▸ **What you need to do**
Search the data for lines holding the word "Error". State how many there are, and nothing else.

:: Source material ::

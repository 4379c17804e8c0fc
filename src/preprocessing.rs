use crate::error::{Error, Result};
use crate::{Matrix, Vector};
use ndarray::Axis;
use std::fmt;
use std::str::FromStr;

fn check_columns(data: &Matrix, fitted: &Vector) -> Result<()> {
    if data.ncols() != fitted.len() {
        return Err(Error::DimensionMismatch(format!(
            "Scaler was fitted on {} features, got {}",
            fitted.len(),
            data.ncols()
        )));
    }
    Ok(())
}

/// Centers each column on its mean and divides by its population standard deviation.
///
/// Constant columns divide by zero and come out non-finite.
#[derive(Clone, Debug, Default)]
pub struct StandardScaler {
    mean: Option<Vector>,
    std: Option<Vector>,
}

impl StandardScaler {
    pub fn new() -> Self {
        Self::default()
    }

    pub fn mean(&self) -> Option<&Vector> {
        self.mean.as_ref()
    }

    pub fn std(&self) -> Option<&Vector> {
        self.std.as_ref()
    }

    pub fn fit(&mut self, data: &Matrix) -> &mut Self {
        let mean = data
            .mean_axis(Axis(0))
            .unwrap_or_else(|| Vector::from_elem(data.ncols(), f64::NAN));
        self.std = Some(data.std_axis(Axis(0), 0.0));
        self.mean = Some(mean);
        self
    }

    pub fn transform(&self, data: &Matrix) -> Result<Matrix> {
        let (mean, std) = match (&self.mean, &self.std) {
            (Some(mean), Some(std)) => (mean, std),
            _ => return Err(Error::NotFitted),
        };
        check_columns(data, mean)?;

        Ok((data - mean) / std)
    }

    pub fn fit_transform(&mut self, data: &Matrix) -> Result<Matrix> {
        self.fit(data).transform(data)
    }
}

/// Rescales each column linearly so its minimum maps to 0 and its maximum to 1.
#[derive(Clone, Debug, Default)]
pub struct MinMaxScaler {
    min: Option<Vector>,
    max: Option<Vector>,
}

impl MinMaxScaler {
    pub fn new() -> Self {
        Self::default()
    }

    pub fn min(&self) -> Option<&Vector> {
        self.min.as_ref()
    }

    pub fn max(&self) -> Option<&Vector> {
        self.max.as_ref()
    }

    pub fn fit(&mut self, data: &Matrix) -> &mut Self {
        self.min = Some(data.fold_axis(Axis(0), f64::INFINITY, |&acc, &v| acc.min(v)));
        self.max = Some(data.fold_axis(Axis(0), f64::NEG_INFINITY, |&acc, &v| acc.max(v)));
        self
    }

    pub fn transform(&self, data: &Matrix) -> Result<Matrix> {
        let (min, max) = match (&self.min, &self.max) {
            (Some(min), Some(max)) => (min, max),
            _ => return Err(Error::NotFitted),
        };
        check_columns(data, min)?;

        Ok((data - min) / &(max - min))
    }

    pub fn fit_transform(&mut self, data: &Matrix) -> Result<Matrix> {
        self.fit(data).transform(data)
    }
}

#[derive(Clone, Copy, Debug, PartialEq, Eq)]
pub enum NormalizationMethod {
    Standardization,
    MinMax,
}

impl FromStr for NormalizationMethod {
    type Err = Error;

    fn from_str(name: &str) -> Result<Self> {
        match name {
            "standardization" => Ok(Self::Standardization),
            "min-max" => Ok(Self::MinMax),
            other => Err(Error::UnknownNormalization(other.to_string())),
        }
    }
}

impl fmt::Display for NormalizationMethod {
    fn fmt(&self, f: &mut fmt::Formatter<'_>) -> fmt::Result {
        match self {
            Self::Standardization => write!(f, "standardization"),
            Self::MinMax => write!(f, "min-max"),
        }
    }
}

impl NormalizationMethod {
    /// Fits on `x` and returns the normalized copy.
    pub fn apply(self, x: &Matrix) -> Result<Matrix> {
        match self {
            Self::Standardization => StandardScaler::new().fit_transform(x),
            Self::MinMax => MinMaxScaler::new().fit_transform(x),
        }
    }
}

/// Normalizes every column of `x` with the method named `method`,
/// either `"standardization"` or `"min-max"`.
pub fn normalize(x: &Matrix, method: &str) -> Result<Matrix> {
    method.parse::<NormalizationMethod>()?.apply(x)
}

:::

▸ **Problem solution**
6